▶ _Data for review_
Segment Open

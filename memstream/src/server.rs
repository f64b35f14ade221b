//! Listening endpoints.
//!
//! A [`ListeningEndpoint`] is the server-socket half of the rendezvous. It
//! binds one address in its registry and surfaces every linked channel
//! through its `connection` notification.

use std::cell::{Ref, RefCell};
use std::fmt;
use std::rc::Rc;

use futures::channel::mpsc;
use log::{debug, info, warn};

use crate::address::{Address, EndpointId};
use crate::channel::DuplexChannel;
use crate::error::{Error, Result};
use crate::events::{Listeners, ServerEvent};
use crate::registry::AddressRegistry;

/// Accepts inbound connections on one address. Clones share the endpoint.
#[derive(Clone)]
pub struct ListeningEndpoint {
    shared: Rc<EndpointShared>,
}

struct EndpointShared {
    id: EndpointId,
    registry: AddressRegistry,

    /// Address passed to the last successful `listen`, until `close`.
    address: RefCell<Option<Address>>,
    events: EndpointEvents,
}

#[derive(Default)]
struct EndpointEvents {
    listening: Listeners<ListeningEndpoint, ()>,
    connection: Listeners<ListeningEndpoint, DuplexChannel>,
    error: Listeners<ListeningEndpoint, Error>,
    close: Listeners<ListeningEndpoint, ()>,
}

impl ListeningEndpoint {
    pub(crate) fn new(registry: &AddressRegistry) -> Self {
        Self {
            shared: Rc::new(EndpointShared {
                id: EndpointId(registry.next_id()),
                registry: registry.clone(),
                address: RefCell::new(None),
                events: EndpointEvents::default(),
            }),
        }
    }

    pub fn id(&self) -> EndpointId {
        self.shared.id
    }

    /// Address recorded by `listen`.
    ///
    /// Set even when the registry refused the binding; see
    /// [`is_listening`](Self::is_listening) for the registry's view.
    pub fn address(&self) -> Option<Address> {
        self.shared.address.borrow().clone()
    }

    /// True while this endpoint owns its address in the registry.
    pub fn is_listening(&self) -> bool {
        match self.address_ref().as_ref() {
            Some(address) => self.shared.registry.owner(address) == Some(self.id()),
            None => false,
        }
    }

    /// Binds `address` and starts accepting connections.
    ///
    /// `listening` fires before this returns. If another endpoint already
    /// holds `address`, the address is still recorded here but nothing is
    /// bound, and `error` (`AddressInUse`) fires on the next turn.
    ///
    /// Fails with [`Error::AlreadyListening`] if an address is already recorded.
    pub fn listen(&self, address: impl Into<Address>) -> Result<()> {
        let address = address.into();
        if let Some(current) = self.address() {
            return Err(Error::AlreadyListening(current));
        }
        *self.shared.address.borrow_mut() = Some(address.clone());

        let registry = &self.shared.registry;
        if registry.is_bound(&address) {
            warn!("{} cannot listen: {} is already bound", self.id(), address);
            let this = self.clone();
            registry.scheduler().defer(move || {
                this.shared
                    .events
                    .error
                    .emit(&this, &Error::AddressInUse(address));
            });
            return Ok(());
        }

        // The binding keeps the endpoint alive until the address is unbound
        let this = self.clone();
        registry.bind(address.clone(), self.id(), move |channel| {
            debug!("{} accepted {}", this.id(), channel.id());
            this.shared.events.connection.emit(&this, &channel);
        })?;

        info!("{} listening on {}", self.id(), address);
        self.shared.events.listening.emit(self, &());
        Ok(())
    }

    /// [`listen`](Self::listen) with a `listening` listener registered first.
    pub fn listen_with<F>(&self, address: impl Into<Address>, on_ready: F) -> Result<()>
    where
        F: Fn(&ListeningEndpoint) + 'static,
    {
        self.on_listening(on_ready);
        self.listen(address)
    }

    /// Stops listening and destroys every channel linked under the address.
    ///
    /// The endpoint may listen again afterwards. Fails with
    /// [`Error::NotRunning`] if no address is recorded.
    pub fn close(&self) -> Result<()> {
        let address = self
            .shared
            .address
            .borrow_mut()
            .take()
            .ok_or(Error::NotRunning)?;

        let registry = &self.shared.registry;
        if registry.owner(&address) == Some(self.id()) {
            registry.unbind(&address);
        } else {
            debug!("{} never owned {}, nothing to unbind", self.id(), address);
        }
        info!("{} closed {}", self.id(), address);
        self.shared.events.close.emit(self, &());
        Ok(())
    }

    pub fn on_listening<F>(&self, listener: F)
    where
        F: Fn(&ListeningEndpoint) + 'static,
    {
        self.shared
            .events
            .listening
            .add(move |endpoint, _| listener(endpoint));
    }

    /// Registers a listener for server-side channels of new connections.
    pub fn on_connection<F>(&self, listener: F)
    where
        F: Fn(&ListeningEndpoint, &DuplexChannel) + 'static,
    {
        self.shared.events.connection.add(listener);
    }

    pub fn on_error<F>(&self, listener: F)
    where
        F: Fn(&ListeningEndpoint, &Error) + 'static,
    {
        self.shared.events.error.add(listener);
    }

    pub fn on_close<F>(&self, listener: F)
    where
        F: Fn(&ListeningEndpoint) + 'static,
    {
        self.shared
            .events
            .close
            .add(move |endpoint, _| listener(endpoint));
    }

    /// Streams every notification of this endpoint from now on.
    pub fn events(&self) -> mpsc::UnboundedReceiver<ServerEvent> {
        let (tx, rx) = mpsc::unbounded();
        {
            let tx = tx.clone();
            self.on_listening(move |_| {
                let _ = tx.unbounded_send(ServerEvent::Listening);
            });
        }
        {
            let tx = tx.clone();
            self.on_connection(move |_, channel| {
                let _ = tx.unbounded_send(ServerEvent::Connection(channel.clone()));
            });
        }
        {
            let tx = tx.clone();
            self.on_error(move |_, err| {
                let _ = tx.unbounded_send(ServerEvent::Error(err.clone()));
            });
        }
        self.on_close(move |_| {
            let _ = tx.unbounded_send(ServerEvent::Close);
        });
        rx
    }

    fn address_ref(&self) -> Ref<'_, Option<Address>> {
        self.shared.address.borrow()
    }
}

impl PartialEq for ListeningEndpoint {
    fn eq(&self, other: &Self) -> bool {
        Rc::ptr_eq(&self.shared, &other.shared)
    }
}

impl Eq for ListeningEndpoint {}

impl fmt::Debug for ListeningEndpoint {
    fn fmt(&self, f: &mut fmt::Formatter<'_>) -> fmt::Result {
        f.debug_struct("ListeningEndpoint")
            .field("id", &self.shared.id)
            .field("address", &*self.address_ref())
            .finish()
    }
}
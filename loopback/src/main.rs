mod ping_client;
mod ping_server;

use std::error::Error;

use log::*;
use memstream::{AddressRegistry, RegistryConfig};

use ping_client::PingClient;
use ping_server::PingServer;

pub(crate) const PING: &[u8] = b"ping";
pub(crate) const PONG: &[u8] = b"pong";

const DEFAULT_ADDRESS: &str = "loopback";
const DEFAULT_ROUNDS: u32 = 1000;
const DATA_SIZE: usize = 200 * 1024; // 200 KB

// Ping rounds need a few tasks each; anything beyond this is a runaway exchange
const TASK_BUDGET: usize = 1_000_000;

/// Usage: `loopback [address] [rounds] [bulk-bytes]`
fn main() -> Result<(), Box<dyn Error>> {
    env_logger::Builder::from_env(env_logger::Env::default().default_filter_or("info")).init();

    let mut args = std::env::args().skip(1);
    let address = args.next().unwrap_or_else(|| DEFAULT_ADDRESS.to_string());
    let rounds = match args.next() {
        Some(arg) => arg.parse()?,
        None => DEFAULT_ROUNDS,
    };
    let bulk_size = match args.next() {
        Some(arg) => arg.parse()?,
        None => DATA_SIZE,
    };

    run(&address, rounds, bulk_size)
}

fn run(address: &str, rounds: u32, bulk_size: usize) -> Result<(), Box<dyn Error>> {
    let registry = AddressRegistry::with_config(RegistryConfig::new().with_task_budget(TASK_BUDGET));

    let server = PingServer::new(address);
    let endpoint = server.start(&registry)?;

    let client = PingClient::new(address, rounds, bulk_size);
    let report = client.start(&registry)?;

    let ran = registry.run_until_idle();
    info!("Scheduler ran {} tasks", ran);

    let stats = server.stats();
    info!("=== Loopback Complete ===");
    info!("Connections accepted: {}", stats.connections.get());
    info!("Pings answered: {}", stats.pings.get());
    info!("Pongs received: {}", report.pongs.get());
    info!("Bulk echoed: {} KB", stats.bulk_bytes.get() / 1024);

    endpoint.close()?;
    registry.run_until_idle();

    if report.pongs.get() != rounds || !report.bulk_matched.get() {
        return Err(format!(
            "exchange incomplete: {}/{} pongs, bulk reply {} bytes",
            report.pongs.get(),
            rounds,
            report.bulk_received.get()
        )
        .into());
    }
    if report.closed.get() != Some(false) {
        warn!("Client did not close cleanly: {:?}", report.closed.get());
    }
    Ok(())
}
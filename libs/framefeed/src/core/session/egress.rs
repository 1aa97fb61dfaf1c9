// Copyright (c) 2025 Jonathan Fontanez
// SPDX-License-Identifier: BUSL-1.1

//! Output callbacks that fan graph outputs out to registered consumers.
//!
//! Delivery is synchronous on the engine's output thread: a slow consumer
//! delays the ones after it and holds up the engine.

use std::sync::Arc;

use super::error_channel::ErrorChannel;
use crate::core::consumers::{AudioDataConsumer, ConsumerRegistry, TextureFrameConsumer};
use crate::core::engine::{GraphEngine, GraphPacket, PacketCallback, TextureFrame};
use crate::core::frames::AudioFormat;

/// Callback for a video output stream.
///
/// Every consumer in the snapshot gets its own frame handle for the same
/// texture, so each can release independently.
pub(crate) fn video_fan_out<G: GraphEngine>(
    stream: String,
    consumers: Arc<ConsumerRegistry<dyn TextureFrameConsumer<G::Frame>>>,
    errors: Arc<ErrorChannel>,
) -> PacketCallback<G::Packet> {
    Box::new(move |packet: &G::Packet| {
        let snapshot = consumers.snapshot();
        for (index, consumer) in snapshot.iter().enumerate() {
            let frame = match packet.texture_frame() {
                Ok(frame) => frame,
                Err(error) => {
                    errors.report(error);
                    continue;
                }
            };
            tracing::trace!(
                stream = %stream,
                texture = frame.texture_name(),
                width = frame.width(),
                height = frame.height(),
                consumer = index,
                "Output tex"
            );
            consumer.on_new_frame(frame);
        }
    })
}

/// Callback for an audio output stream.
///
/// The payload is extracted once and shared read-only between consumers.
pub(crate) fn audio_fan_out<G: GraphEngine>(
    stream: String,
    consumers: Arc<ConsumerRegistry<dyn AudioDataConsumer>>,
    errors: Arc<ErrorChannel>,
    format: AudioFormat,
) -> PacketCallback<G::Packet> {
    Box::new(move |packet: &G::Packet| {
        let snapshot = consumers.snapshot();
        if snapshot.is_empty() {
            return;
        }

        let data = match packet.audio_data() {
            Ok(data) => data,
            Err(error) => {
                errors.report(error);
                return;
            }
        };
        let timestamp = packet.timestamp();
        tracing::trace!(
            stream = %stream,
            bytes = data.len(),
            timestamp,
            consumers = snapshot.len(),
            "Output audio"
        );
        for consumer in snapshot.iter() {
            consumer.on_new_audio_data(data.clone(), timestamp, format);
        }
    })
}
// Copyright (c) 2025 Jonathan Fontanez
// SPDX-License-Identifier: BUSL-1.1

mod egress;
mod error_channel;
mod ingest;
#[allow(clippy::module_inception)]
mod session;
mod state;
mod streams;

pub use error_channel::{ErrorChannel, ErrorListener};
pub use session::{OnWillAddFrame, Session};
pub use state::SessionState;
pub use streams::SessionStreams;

Segment Closed
Segment Open

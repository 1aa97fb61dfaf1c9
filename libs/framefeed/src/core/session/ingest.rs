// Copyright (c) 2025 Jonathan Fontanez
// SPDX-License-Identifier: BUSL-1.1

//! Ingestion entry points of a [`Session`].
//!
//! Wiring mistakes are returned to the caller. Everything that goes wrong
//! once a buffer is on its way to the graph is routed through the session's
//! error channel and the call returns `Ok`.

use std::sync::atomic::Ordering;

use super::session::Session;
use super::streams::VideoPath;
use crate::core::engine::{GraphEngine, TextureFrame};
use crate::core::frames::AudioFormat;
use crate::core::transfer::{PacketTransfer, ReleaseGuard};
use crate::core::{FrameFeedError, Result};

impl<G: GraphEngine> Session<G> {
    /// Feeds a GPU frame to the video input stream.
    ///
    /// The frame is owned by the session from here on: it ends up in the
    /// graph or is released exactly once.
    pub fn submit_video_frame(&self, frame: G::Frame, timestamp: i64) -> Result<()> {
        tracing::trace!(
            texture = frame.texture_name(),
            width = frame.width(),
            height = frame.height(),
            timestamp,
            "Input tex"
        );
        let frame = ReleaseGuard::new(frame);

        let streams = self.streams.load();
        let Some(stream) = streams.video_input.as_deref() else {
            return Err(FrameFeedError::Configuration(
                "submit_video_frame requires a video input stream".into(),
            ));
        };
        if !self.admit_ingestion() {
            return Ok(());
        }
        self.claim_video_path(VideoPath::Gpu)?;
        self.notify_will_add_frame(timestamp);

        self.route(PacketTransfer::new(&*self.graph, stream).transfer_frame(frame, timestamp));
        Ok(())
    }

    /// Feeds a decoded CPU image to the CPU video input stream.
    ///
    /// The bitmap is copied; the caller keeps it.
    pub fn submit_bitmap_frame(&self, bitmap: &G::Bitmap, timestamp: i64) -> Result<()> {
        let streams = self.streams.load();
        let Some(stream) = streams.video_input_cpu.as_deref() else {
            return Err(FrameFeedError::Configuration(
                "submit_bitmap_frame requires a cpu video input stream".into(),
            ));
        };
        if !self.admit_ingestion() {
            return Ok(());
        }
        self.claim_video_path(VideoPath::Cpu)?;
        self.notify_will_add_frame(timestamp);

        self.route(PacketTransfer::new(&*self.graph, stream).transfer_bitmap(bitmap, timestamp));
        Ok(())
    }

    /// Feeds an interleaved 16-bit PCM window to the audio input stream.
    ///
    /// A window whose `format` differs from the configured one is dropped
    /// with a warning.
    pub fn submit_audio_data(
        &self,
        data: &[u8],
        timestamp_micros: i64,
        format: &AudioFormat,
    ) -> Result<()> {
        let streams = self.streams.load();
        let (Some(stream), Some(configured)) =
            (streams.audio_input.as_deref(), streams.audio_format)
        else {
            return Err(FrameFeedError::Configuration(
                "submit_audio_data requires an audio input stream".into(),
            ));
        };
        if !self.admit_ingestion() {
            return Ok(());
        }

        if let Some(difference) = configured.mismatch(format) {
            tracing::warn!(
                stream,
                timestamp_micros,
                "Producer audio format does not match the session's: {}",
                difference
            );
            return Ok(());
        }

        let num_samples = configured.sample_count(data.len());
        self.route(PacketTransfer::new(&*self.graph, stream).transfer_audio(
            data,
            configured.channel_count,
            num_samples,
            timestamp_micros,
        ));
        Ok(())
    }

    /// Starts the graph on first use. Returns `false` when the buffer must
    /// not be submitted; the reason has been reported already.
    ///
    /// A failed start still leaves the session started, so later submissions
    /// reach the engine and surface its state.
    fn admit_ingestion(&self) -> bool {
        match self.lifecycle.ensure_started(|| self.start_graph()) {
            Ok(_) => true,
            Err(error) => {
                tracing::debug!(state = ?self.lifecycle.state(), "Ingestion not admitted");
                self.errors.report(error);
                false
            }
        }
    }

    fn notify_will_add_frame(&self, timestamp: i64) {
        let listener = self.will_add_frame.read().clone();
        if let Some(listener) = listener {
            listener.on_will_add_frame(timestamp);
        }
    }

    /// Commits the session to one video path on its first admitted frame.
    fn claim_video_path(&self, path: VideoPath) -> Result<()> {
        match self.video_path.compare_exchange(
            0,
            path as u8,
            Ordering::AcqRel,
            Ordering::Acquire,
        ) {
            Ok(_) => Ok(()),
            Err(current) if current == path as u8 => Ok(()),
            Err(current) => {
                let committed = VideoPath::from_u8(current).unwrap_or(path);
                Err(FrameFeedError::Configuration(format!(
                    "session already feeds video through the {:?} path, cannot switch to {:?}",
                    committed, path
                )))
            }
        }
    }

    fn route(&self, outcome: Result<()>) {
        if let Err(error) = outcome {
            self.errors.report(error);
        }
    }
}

Segment Closed
Segment Open

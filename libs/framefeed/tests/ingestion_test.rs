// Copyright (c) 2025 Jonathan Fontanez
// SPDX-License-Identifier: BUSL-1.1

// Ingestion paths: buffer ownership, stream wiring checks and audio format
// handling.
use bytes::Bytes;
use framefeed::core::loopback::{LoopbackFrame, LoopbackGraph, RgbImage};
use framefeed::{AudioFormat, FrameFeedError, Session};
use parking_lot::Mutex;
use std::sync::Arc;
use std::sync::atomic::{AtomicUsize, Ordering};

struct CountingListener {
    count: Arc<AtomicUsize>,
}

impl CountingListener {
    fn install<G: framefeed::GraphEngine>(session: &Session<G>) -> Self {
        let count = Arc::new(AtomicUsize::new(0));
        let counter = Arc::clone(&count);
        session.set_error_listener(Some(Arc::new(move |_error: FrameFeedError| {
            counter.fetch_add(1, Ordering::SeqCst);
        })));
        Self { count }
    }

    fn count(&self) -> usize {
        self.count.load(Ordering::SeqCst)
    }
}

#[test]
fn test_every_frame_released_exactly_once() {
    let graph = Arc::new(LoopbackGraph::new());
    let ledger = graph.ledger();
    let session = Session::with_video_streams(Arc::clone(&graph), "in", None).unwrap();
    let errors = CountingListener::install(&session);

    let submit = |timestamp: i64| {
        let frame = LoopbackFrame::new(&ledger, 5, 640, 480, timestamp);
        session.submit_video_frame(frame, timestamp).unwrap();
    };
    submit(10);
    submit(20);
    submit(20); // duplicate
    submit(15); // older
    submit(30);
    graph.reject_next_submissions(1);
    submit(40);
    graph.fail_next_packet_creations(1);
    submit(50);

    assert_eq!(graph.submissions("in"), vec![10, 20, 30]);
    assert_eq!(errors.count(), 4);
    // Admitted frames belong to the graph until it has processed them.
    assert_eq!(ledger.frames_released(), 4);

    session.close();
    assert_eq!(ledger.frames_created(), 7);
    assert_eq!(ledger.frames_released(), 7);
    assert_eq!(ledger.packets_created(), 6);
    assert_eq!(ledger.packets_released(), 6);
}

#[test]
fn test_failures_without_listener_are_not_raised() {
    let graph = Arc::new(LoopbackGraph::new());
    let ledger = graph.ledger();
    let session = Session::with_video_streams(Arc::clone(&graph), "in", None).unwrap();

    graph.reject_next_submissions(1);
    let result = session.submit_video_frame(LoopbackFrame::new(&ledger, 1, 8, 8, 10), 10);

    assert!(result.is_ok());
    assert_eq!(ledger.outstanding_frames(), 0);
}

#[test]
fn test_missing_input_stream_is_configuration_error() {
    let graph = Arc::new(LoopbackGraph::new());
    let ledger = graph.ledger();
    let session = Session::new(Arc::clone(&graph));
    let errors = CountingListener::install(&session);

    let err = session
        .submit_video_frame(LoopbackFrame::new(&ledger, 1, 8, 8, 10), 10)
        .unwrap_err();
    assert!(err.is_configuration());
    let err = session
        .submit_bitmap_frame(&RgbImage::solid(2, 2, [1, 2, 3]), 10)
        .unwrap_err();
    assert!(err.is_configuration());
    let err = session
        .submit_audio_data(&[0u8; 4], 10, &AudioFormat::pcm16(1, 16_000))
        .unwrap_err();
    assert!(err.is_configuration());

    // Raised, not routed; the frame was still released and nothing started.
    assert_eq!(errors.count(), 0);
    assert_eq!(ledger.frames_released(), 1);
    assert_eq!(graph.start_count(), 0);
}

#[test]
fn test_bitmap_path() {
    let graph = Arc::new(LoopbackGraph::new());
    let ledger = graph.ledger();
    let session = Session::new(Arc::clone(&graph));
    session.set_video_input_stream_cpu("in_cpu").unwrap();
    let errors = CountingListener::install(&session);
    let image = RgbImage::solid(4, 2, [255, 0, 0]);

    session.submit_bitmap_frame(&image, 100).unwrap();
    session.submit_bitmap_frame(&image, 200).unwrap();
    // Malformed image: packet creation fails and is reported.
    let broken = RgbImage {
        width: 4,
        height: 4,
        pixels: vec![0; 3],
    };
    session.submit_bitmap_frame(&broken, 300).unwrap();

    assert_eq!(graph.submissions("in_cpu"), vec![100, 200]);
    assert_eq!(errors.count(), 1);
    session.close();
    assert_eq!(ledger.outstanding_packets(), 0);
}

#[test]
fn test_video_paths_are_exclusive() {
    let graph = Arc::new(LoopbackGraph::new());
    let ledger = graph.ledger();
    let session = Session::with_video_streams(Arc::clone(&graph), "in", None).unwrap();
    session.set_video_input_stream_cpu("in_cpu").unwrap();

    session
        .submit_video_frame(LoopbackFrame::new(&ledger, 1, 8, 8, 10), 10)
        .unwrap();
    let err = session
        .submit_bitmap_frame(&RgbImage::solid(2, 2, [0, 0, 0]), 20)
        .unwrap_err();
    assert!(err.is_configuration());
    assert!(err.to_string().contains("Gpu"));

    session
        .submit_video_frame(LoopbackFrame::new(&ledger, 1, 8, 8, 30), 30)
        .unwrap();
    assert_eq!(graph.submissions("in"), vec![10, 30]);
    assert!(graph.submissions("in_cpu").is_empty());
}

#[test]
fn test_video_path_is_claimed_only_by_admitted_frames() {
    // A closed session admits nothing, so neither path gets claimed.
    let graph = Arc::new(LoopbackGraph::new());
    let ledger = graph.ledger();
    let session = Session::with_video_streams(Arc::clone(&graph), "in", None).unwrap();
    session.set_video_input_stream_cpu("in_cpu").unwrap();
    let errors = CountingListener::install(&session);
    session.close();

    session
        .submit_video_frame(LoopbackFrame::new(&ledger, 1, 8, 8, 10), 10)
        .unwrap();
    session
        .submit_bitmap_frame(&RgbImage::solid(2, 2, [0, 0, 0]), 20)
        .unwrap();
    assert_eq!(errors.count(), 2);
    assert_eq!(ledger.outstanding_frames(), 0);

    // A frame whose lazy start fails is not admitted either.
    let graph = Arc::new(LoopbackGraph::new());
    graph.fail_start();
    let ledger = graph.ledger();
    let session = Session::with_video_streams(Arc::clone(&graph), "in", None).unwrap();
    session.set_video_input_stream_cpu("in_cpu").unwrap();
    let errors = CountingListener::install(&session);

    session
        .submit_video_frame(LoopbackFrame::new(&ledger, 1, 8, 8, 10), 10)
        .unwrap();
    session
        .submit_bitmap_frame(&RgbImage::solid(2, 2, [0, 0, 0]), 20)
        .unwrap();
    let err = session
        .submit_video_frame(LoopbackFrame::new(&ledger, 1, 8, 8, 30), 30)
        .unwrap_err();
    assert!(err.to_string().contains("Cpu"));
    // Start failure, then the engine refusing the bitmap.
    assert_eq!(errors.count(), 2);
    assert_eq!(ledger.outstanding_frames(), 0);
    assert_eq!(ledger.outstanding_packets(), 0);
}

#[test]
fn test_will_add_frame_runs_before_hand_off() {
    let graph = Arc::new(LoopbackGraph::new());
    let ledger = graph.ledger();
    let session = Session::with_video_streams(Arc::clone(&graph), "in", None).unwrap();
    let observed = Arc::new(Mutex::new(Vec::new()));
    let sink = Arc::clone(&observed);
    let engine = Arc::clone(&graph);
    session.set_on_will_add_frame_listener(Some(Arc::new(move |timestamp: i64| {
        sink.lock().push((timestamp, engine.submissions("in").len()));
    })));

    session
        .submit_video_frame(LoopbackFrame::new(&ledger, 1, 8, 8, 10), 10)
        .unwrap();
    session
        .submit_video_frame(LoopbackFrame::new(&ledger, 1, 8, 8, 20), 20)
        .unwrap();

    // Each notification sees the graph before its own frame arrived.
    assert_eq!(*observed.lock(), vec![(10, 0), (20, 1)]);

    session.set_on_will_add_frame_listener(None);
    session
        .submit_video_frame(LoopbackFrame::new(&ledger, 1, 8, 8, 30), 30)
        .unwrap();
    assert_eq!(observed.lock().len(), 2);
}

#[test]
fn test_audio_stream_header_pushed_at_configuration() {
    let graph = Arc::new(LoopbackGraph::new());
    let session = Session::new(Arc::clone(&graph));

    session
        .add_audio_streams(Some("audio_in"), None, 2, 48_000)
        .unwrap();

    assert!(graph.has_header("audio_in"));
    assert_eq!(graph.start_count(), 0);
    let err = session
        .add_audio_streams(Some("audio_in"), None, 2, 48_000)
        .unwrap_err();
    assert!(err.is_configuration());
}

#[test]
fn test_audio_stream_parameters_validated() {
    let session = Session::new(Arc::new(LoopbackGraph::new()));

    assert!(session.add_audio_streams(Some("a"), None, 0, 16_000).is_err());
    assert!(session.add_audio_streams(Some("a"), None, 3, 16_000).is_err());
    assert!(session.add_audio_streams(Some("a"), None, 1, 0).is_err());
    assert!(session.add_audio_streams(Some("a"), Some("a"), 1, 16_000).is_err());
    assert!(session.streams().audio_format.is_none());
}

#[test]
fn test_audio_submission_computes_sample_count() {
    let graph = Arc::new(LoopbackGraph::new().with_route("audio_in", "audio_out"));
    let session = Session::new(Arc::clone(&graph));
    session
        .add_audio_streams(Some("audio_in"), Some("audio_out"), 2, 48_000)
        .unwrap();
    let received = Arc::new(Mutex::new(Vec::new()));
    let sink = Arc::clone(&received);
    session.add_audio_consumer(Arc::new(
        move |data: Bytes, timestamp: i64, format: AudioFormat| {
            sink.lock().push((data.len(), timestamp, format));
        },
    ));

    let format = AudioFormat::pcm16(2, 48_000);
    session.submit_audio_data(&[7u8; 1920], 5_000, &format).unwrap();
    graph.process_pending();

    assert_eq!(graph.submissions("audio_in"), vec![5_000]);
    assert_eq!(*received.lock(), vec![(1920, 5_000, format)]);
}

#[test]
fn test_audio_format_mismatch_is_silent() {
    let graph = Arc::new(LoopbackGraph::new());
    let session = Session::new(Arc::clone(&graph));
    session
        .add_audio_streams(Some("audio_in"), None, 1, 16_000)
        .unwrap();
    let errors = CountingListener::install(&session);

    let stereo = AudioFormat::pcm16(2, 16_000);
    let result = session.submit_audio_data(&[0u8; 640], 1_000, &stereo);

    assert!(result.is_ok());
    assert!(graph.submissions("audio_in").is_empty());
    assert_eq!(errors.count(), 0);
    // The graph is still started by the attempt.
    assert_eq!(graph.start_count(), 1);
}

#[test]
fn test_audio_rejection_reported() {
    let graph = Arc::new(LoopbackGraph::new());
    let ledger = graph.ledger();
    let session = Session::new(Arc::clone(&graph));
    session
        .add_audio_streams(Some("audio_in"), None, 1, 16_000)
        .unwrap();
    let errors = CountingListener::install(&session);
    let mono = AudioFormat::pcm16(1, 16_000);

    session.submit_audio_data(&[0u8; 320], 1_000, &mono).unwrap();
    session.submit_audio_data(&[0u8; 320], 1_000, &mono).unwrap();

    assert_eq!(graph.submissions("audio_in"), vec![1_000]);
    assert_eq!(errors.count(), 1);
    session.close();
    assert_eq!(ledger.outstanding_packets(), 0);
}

Segment Closed

▶ _Activity_
Using the records above, count the lines that hold the string "accepted", and give back only the result.

▶ _Solution to the exercise_
2